コンサルタントの事件簿

ブレイクするまで場数を踏め






話すのが苦手だという人は多いだろう。相手が一人でも、うまく話すのは簡単ではない。なかなか伝わらなくて、いやになってしまったという経験は、おそらくだれにでもあると思う。
では、相手が五人ならどうか。十人ならどうか。三十人ならどうか。百人ならどうか。千人ならどうか。一万人ならどうか。
よのなかにはプレゼンテーションというものがある。
いい企画を立てて、いい企画書、プレゼンツールをつくって、プレゼンの場に臨むことができても、実際のプレゼンがうまくいくとは限らない。相手の人数にもよる。
私の場合、相手が十人くらいまでなら、比較的早い段階から自信がもてるようになった。しかし、相手が三十人、五十人となると、まったく下手なプレゼンになってしまうことが多かった。講演となると、もう、かなりダメだった。
しどろもどろになったり、何をいっているのか自分でもわからなくなったり、自分の話が自分でもおもしろくなくなってきたりして、自分一人で自分の話にうなずきながら、だれもうなずいてくれない聴衆を見ないようにするなんていうことは何度もあった。
だけど、ある日突然「受ける」日はやってくる。
場数なのである。
考えてみれば、五人や十人を相手にしたプレゼンに早くから自信がもてたのも、そういう機会が多かったからに他ならない。
どんなに話が下手な人でも、場数を踏めば、必ずうまくなる。
度胸も、根性もついてくる。

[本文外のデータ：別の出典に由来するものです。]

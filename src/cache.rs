// Copyright (c) 2024-present, tuple-archive contributors
// This source code is licensed under both the Apache 2.0 and MIT License
// (found in the LICENSE-* files in the repository)

//! The two bounded read-side caches from spec §4.3: a ~20,000-entry LRU
//! memoizing `(itemUri?, propertyUri?, contextUri?) → mapping ids`, and a
//! ~10,000-entry LRU memoizing the reverse `propertyId → propertyUri`
//! lookup used while surfacing property names during iteration.
//!
//! Both sit in front of [`crate::id::MappingStore`], which already keeps
//! every mapping in memory; the cache layer exists so the two operations
//! this module names (forward triple resolution, reverse property lookup)
//! stay the shared, mutex-guarded surface §5 describes readers as sharing,
//! independent of how the write side happens to be implemented.

use crate::partition::PartitionKey;
use quick_cache::{sync::Cache as QuickCache, UnitWeighter};

/// One resolved `(item, property, context)` triple: `None` in a slot means
/// the corresponding URI was not supplied (the fetch planner's "any"), not
/// that it was looked up and missing.
#[derive(Clone, Copy, Debug, PartialEq, Eq, Hash)]
pub struct MappingResolution {
    pub item_id: Option<u64>,
    pub property_id: Option<u64>,
    pub context_id: Option<u64>,
}

impl MappingResolution {
    /// The 24-byte partition key prefix this resolution can build, if every
    /// role present was actually found (missing-but-requested roles are the
    /// caller's problem, not this type's — see [`crate::fetch`]).
    #[must_use]
    pub fn item_property_context(&self) -> Option<PartitionKey> {
        Some(PartitionKey::new(
            self.item_id?,
            self.property_id?,
            self.context_id?,
        ))
    }
}

#[derive(Clone, PartialEq, Eq, Hash)]
struct TripleKey(Option<String>, Option<String>, Option<String>);

/// Default capacity for the forward mapping-resolution cache (spec §4.3).
pub const DEFAULT_MAPPING_CACHE_CAPACITY: usize = 20_000;
/// Default capacity for the reverse property-id → URI cache (spec §4.3).
pub const DEFAULT_REVERSE_CACHE_CAPACITY: usize = 10_000;

/// Memoizes forward `(item?, property?, context?) → ids` resolution.
pub struct MappingCache {
    inner: QuickCache<TripleKey, MappingResolution, UnitWeighter, rustc_hash::FxBuildHasher>,
}

impl MappingCache {
    #[must_use]
    pub fn with_capacity(capacity: usize) -> Self {
        use quick_cache::sync::DefaultLifecycle;

        let capacity = capacity.max(1);
        let quick_cache = QuickCache::with(
            capacity,
            capacity as u64,
            UnitWeighter,
            Default::default(),
            DefaultLifecycle::default(),
        );
        Self { inner: quick_cache }
    }

    /// Returns the cached resolution for this triple, computing and
    /// inserting it via `resolve` on a miss.
    pub fn get_or_resolve(
        &self,
        item: Option<&str>,
        property: Option<&str>,
        context: Option<&str>,
        resolve: impl FnOnce() -> MappingResolution,
    ) -> MappingResolution {
        let key = TripleKey(
            item.map(str::to_string),
            property.map(str::to_string),
            context.map(str::to_string),
        );
        if let Some(hit) = self.inner.get(&key) {
            return hit;
        }
        let resolution = resolve();
        self.inner.insert(key, resolution);
        resolution
    }

    pub fn clear(&self) {
        self.inner.clear();
    }
}

/// Memoizes `propertyId → property URI` reverse lookups.
pub struct ReverseCache {
    inner: QuickCache<u64, String, UnitWeighter, rustc_hash::FxBuildHasher>,
}

impl ReverseCache {
    #[must_use]
    pub fn with_capacity(capacity: usize) -> Self {
        use quick_cache::sync::DefaultLifecycle;

        let capacity = capacity.max(1);
        let quick_cache = QuickCache::with(
            capacity,
            capacity as u64,
            UnitWeighter,
            Default::default(),
            DefaultLifecycle::default(),
        );
        Self { inner: quick_cache }
    }

    /// Returns the cached URI for `property_id`, calling `resolve` on a
    /// miss. `resolve` returning `None` (id not present in the mapping) is
    /// not cached, so a later insert of that id is observed promptly.
    pub fn get_or_resolve(&self, property_id: u64, resolve: impl FnOnce() -> Option<String>) -> Option<String> {
        if let Some(hit) = self.inner.get(&property_id) {
            return Some(hit);
        }
        let uri = resolve()?;
        self.inner.insert(property_id, uri.clone());
        Some(uri)
    }

    pub fn clear(&self) {
        self.inner.clear();
    }
}

#[cfg(test)]
mod tests {
    use super::*;
    use std::cell::Cell;

    #[test]
    fn mapping_cache_memoizes_resolution() {
        let cache = MappingCache::with_capacity(4);
        let calls = Cell::new(0);
        let resolve = || {
            calls.set(calls.get() + 1);
            MappingResolution {
                item_id: Some(1),
                property_id: Some(2),
                context_id: Some(3),
            }
        };
        let first = cache.get_or_resolve(Some("i"), Some("p"), Some("c"), resolve);
        let second = cache.get_or_resolve(Some("i"), Some("p"), Some("c"), resolve);
        assert_eq!(first, second);
        assert_eq!(calls.get(), 1);
    }

    #[test]
    fn reverse_cache_memoizes_hit_but_not_miss() {
        let cache = ReverseCache::with_capacity(4);
        let calls = Cell::new(0);
        assert_eq!(
            cache.get_or_resolve(7, || {
                calls.set(calls.get() + 1);
                None
            }),
            None
        );
        assert_eq!(calls.get(), 1);
        // A miss is not cached, so a second lookup calls resolve again.
        assert_eq!(
            cache.get_or_resolve(7, || {
                calls.set(calls.get() + 1);
                None
            }),
            None
        );
        assert_eq!(calls.get(), 2);

        let hit = cache.get_or_resolve(7, || {
            calls.set(calls.get() + 1);
            Some("http://p".to_string())
        });
        assert_eq!(hit.as_deref(), Some("http://p"));
        assert_eq!(calls.get(), 3);

        let cached = cache.get_or_resolve(7, || {
            calls.set(calls.get() + 1);
            None
        });
        assert_eq!(cached.as_deref(), Some("http://p"));
        assert_eq!(calls.get(), 3);
    }
}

日頃の意識も変わってくる。予期せぬ事態が起きても、何とかしてしまえるようにもなる。バラバラだった何かが、あるときを境にふと、カシャカシャと音を立てて気持ちよくかみ合ってくる。目の前の空間で、何かが響きあっているのを実感できるようになる。
話し下手で苦労した人間にも、「とても話がうまいですね」といわれる日は、やってくるのだ。
世界は、徐々に開けるものではない。あるとき、急に開けるものなのである。
組織の変革も同じで、組織風土がゆっくりと変わっていくということはない。
一万人の組織なら、あるときあるプロジェクトの十人のメンバーががらりと意識を変え、別の事業部のあるグループでも同じように二十人ぐらいが急に変わる。だが、大多数はまったく変わらない。そういうことが何度も繰り返され、ある瞬間に、組織全体が雪崩をうったように、ドドッと変わるのである。
しかし、それまでには布石がある。一部のメンバーがまったく新しい動きを起こしたり、何らかの新しいメッセージが投げかけられたり、そんな変化が幾度も繰り返されてきた結果なのである。
場数を踏むということと、これはまったく変わらない。
ブレークするまで、焦らず場数を踏むこと。何かを目指して頑張っているのに、なかなか壁を越えられないと落ちこむことがあるかもしれない。
しかし、それは運が悪いのではなく、きっと場数の踏み方が足りないということなのだ。